[Collected data entries]
|---|

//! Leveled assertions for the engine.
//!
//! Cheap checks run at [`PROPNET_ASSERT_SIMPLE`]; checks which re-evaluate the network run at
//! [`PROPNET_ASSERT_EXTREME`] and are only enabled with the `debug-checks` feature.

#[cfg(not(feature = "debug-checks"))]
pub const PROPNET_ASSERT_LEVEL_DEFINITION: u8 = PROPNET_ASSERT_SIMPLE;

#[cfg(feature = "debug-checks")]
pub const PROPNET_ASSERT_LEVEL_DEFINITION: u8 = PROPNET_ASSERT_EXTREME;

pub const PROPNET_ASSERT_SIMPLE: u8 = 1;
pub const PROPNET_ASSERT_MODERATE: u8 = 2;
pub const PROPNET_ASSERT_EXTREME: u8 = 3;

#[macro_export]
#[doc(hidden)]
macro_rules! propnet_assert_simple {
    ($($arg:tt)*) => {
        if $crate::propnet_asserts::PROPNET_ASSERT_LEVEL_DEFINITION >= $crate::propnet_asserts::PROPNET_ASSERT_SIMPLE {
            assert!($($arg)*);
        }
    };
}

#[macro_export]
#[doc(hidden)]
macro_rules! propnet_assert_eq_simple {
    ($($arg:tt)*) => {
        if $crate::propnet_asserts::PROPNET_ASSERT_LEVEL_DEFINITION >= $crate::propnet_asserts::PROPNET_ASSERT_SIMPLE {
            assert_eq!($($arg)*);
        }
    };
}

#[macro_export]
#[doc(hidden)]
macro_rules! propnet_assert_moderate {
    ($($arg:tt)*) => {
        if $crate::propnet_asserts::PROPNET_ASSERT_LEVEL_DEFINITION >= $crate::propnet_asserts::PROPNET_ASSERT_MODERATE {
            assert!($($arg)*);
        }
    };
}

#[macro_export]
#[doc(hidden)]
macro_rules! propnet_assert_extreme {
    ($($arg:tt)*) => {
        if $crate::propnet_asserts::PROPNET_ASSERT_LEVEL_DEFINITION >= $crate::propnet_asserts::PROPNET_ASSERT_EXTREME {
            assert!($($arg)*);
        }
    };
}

|---|

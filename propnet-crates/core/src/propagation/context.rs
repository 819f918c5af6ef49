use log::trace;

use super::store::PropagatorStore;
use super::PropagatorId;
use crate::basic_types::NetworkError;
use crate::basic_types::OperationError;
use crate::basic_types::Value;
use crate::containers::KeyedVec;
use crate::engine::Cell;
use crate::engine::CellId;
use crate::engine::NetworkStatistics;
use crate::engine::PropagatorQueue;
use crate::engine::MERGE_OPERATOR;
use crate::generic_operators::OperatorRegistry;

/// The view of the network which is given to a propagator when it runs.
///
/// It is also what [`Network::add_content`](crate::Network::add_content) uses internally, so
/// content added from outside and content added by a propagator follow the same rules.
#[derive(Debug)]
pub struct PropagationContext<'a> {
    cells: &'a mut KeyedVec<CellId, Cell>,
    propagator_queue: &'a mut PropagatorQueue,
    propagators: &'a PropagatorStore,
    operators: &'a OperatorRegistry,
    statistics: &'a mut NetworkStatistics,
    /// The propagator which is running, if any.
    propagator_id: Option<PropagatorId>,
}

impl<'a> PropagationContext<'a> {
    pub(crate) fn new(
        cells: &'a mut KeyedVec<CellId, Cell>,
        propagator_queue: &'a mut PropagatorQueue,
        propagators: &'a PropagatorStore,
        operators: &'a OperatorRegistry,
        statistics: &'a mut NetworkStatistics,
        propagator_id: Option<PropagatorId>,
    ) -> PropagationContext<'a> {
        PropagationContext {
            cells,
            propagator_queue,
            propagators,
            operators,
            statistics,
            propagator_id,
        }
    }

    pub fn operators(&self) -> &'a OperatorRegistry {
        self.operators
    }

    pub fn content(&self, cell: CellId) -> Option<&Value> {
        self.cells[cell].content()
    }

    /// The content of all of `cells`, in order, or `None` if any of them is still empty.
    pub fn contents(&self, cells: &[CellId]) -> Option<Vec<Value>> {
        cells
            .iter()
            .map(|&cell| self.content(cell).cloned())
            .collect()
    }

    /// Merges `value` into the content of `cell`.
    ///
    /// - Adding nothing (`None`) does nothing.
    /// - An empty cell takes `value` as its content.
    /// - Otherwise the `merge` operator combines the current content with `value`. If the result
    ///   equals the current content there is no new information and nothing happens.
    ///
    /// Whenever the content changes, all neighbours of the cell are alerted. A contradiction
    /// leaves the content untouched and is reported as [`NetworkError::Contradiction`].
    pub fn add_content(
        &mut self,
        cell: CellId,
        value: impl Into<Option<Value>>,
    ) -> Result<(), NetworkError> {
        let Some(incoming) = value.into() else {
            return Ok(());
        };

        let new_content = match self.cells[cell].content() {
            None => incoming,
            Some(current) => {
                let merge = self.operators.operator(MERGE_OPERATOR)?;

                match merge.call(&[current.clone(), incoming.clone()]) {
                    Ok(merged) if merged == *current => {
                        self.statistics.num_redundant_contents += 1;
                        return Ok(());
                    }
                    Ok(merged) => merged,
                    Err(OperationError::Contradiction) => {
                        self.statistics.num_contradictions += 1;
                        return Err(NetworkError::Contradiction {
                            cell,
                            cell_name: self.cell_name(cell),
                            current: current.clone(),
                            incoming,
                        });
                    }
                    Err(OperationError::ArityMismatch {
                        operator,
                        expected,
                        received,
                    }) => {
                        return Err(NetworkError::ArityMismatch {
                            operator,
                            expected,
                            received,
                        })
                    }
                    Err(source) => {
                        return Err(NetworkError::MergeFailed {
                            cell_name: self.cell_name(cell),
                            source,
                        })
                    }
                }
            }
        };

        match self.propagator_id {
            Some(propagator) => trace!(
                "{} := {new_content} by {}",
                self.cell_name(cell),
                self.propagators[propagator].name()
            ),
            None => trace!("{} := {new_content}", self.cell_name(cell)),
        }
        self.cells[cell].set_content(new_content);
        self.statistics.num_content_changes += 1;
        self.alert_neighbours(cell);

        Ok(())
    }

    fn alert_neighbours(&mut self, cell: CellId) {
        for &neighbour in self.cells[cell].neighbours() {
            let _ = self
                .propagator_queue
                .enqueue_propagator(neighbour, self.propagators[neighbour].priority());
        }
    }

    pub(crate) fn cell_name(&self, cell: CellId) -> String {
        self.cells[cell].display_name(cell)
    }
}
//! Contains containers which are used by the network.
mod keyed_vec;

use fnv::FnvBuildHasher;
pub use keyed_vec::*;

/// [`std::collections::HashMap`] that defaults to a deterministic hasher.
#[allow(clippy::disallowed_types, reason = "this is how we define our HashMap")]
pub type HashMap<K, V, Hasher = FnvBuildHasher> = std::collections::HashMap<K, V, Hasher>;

|---|

#### INSTRUCTIONS FOR THE TASK:
Search the records for the string "PropagatorId" and return every line in which it occurs.

#### TASK OUTPUT:
use super::PropagatorId;
    propagator_id: Option<PropagatorId>,
        propagator_id: Option<PropagatorId>,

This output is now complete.